Of course, there is nothing to stop him initiating bills that don’t pass.  

What about parliamentary privilege?

In the next eight years most of the most damage Latham can do is rhetorical — something that, unless you’re a cab driver, has always been the case for a man who has never held a ministerial portfolio. In a blow to defamation lawyers all over the country, he is now subject to parliamentary privilege. Apart from shielding him from legal recourse, this gives him a platform to make an inflammatory first speech, allows him to move motions, put loaded questions to the government, sit on committees and attempt to initiate inquiries.

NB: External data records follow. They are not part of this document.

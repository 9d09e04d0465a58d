//! Color Values
//!
//! Colors may be literal or symbolic: a reference to a `@define-color`
//! entry, a function of other colors, or `currentColor`. Symbolic colors
//! are resolved when a style is computed.

use std::fmt;
use std::sync::Arc;

use crate::error::CssErrorKind;
use crate::parser::CssParser;

/// Straight-alpha RGBA with channels in `[0, 1]`
#[derive(Debug, Clone, Copy, PartialEq, Default, serde::Serialize)]
pub struct Rgba {
    pub red: f64,
    pub green: f64,
    pub blue: f64,
    pub alpha: f64,
}

impl Rgba {
    pub const TRANSPARENT: Rgba = Rgba::new(0.0, 0.0, 0.0, 0.0);
    pub const BLACK: Rgba = Rgba::new(0.0, 0.0, 0.0, 1.0);
    pub const WHITE: Rgba = Rgba::new(1.0, 1.0, 1.0, 1.0);

    pub const fn new(red: f64, green: f64, blue: f64, alpha: f64) -> Self {
        Self { red, green, blue, alpha }
    }

    /// From 8-bit channels and a float alpha
    pub fn from_u8(red: u8, green: u8, blue: u8, alpha: f32) -> Self {
        Self::new(
            f64::from(red) / 255.0,
            f64::from(green) / 255.0,
            f64::from(blue) / 255.0,
            f64::from(alpha).clamp(0.0, 1.0),
        )
    }

    fn clamped(self) -> Self {
        Self::new(
            self.red.clamp(0.0, 1.0),
            self.green.clamp(0.0, 1.0),
            self.blue.clamp(0.0, 1.0),
            self.alpha.clamp(0.0, 1.0),
        )
    }

    /// Scale lightness and saturation by `factor` in HSL space
    pub fn shade(self, factor: f64) -> Self {
        let (hue, lightness, saturation) = rgb_to_hls(self.red, self.green, self.blue);
        let lightness = (lightness * factor).clamp(0.0, 1.0);
        let saturation = (saturation * factor).clamp(0.0, 1.0);
        let (red, green, blue) = hls_to_rgb(hue, lightness, saturation);
        Self::new(red, green, blue, self.alpha)
    }

    pub fn with_alpha_factor(self, factor: f64) -> Self {
        Self::new(self.red, self.green, self.blue, (self.alpha * factor).clamp(0.0, 1.0))
    }

    /// Channel-wise blend towards `other`
    pub fn mix(self, other: Rgba, factor: f64) -> Self {
        self.lerp(other, factor).clamped()
    }

    pub fn lerp(self, other: Rgba, progress: f64) -> Self {
        let mix = |a: f64, b: f64| a + (b - a) * progress;
        Self::new(
            mix(self.red, other.red),
            mix(self.green, other.green),
            mix(self.blue, other.blue),
            mix(self.alpha, other.alpha),
        )
    }
}

impl fmt::Display for Rgba {
    fn fmt(&self, f: &mut fmt::Formatter<'_>) -> fmt::Result {
        let channel = |c: f64| (c.clamp(0.0, 1.0) * 255.0).round() as u8;
        if self.alpha >= 1.0 {
            write!(f, "rgb({},{},{})", channel(self.red), channel(self.green), channel(self.blue))
        } else {
            write!(
                f,
                "rgba({},{},{},{})",
                channel(self.red),
                channel(self.green),
                channel(self.blue),
                self.alpha.clamp(0.0, 1.0)
            )
        }
    }
}

fn rgb_to_hls(red: f64, green: f64, blue: f64) -> (f64, f64, f64) {
    let max = red.max(green).max(blue);
    let min = red.min(green).min(blue);
    let lightness = (max + min) / 2.0;
    let mut hue = 0.0;
    let mut saturation = 0.0;

    if max != min {
        let delta = max - min;
        saturation = if lightness <= 0.5 {
            delta / (max + min)
        } else {
            delta / (2.0 - max - min)
        };

        hue = if red == max {
            (green - blue) / delta
        } else if green == max {
            2.0 + (blue - red) / delta
        } else {
            4.0 + (red - green) / delta
        };

        hue *= 60.0;
        if hue < 0.0 {
            hue += 360.0;
        }
    }

    (hue, lightness, saturation)
}

fn hls_to_rgb(hue: f64, lightness: f64, saturation: f64) -> (f64, f64, f64) {
    if saturation == 0.0 {
        return (lightness, lightness, lightness);
    }

    let m2 = if lightness <= 0.5 {
        lightness * (1.0 + saturation)
    } else {
        lightness + saturation - lightness * saturation
    };
    let m1 = 2.0 * lightness - m2;

    let channel = |hue: f64| {
        let hue = hue.rem_euclid(360.0);
        if hue < 60.0 {
            m1 + (m2 - m1) * hue / 60.0
        } else if hue < 180.0 {
            m2
        } else if hue < 240.0 {
            m1 + (m2 - m1) * (240.0 - hue) / 60.0
        } else {
            m1
        }
    };

    (channel(hue + 120.0), channel(hue), channel(hue - 120.0))
}

/// A specified color
#[derive(Debug, Clone, PartialEq)]
pub enum ColorValue {
    Literal(Rgba),
    /// `@name`, resolved through the provider's color table
    Name(Arc<str>),
    Shade(Arc<ColorValue>, f64),
    Lighter(Arc<ColorValue>),
    Darker(Arc<ColorValue>),
    Alpha(Arc<ColorValue>, f64),
    Mix(Arc<ColorValue>, Arc<ColorValue>, f64),
    CurrentColor,
}

/// Source of named colors
pub trait ColorTable {
    fn named_color(&self, name: &str) -> Option<&ColorValue>;
}

impl ColorValue {
    pub fn literal(&self) -> Option<Rgba> {
        match self {
            Self::Literal(rgba) => Some(*rgba),
            _ => None,
        }
    }

    /// Resolve to a literal color.
    ///
    /// `current` is what `currentColor` stands for. Returns `None` for
    /// unknown names and reference cycles.
    pub fn resolve(&self, colors: &dyn ColorTable, current: Rgba) -> Option<Rgba> {
        let mut chain = Vec::new();
        self.resolve_inner(colors, current, &mut chain)
    }

    fn resolve_inner(&self, colors: &dyn ColorTable, current: Rgba, chain: &mut Vec<Arc<str>>) -> Option<Rgba> {
        match self {
            Self::Literal(rgba) => Some(*rgba),
            Self::CurrentColor => Some(current),
            Self::Name(name) => {
                if chain.iter().any(|seen| seen == name) {
                    tracing::trace!(color = %name, "color reference cycle");
                    return None;
                }
                let Some(named) = colors.named_color(name) else {
                    tracing::trace!(color = %name, "unknown color name");
                    return None;
                };
                chain.push(name.clone());
                let resolved = named.resolve_inner(colors, current, chain);
                chain.pop();
                resolved
            }
            Self::Shade(color, factor) => Some(color.resolve_inner(colors, current, chain)?.shade(*factor)),
            Self::Lighter(color) => Some(color.resolve_inner(colors, current, chain)?.shade(1.3)),
            Self::Darker(color) => Some(color.resolve_inner(colors, current, chain)?.shade(0.7)),
            Self::Alpha(color, factor) => Some(color.resolve_inner(colors, current, chain)?.with_alpha_factor(*factor)),
            Self::Mix(a, b, factor) => {
                let a = a.resolve_inner(colors, current, chain)?;
                let b = b.resolve_inner(colors, current, chain)?;
                Some(a.mix(b, *factor))
            }
        }
    }

    pub fn parse(parser: &mut CssParser<'_>) -> Option<Self> {
        if parser.try_literal("currentColor", true) {
            return Some(Self::CurrentColor);
        }
        if parser.try_literal("transparent", true) {
            return Some(Self::Literal(Rgba::TRANSPARENT));
        }
        if parser.try_literal("@", false) {
            let Some(name) = parser.try_name(true) else {
                parser.error("Not a valid color name");
                return None;
            };
            return Some(Self::Name(Arc::from(name)));
        }
        if let Some(rgba) = parser.try_hash_color() {
            return Some(Self::Literal(rgba));
        }

        for function in ["shade", "lighter", "darker", "alpha", "mix"] {
            if parser.has_prefix(function) && parser.remaining()[function.len()..].starts_with('(') {
                parser.try_literal(function, false);
                return Self::parse_function(parser, function);
            }
        }

        for function in ["rgba", "rgb", "hsla", "hsl"] {
            if parser.has_prefix(function) && parser.remaining()[function.len()..].starts_with('(') {
                let text = parser.read_function_text()?;
                return literal_from_text(parser, &text).map(Self::Literal);
            }
        }

        let Some(name) = parser.try_ident(true) else {
            parser.error("Expected a color");
            return None;
        };
        literal_from_text(parser, &name).map(Self::Literal)
    }

    fn parse_function(parser: &mut CssParser<'_>, function: &str) -> Option<Self> {
        if !parser.try_literal("(", true) {
            parser.error("Missing opening bracket in color definition");
            return None;
        }

        let first = Arc::new(Self::parse(parser)?);
        let value = match function {
            "lighter" => Self::Lighter(first),
            "darker" => Self::Darker(first),
            "mix" => {
                expect_comma(parser)?;
                let second = Arc::new(Self::parse(parser)?);
                expect_comma(parser)?;
                let factor = expect_number(parser)?;
                Self::Mix(first, second, factor)
            }
            _ => {
                expect_comma(parser)?;
                let factor = expect_number(parser)?;
                if function == "shade" {
                    Self::Shade(first, factor)
                } else {
                    Self::Alpha(first, factor)
                }
            }
        };

        if !parser.try_literal(")", true) {
            parser.error("Missing closing bracket in color definition");
            return None;
        }
        Some(value)
    }
}

fn expect_comma(parser: &mut CssParser<'_>) -> Option<()> {
    if parser.try_literal(",", true) {
        Some(())
    } else {
        parser.error("Missing comma in color definition");
        None
    }
}

fn expect_number(parser: &mut CssParser<'_>) -> Option<f64> {
    let number = parser.try_double();
    if number.is_none() {
        parser.error("Expected a number");
    }
    number
}

/// Standard CSS color syntax, handed to lightningcss
fn literal_from_text(parser: &mut CssParser<'_>, text: &str) -> Option<Rgba> {
    use lightningcss::traits::Parse;
    use lightningcss::values::color::CssColor;

    match CssColor::parse_string(text) {
        Ok(CssColor::RGBA(rgba)) => Some(Rgba::from_u8(rgba.red, rgba.green, rgba.blue, rgba.alpha_f32())),
        _ => {
            parser.error_full(
                CssErrorKind::UnknownValue,
                format!("'{text}' is not a valid color name"),
            );
            None
        }
    }
}

impl fmt::Display for ColorValue {
    fn fmt(&self, f: &mut fmt::Formatter<'_>) -> fmt::Result {
        match self {
            Self::Literal(rgba) => write!(f, "{rgba}"),
            Self::Name(name) => write!(f, "@{name}"),
            Self::Shade(color, factor) => write!(f, "shade({color}, {factor})"),
            Self::Lighter(color) => write!(f, "lighter({color})"),
            Self::Darker(color) => write!(f, "darker({color})"),
            Self::Alpha(color, factor) => write!(f, "alpha({color}, {factor})"),
            Self::Mix(a, b, factor) => write!(f, "mix({a}, {b}, {factor})"),
            Self::CurrentColor => f.write_str("currentColor"),
        }
    }
}
fn parse_nth_child(parser: &mut CssParser<'_>, mut kind: PositionKind, negated: bool) -> Option<SelectorPart> {
    if !parser.try_literal("(", true) {
        parser.error("Missing opening bracket for pseudo-class");
        return None;
    }

    let (a, b) = if parser.try_literal("even", true) {
        (2, 0)
    } else if parser.try_literal("odd", true) {
        (2, 1)
    } else if kind == PositionKind::Forward && parser.try_literal("first", true) {
        (0, 1)
    } else if kind == PositionKind::Forward && parser.try_literal("last", true) {
        kind = PositionKind::Backward;
        (0, 1)
    } else {
        let sign = parse_sign(parser);
        let a = match parser.try_int() {
            Some(a) if a < 0 => {
                parser.error("Expected an integer");
                return None;
            }
            Some(a) => a * sign,
            None if parser.has_prefix("n") => sign,
            None => {
                parser.error("Expected an integer");
                return None;
            }
        };

        if parser.try_literal("n", true) {
            let sign = parse_sign(parser);
            let b = match parser.try_int() {
                Some(b) if b < 0 => {
                    parser.error("Expected an integer");
                    return None;
                }
                Some(b) => b,
                None => 0,
            };
            (a, b * sign)
        } else {
            (0, a)
        }
    };

    if !parser.try_literal(")", false) {
        parser.error("Missing closing bracket for pseudo-class");
        return None;
    }

    Some(simple_part(SimpleSelector::Position { kind, a, b }, negated))
}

If that seems a purely symbolic set of powers, it’s worth remembering that fringe far-right talking points have monopolised government business (and thus the public discourse) with disturbing regularity in recent years.

First speeches approvingly referencing holocaust terms didn’t deny a former One Nation senator handshakes and hugs from government ministers. Motions endorsing white supremacist talking points were briefly voted up by government ministers. A little further back, an inquiry into halal food certification established no link between the practice and the funding of terrorist activity, but not before it unleashed a torrent of vile abuse towards Muslims

None of this resulted in changes to any law, but the effect these politicians have had in moving the “Overton window” so that it now inarguably includes white supremacist talking points is now beyond doubt. Latham now has the power (albeit on the smaller state government stage) to do the same. 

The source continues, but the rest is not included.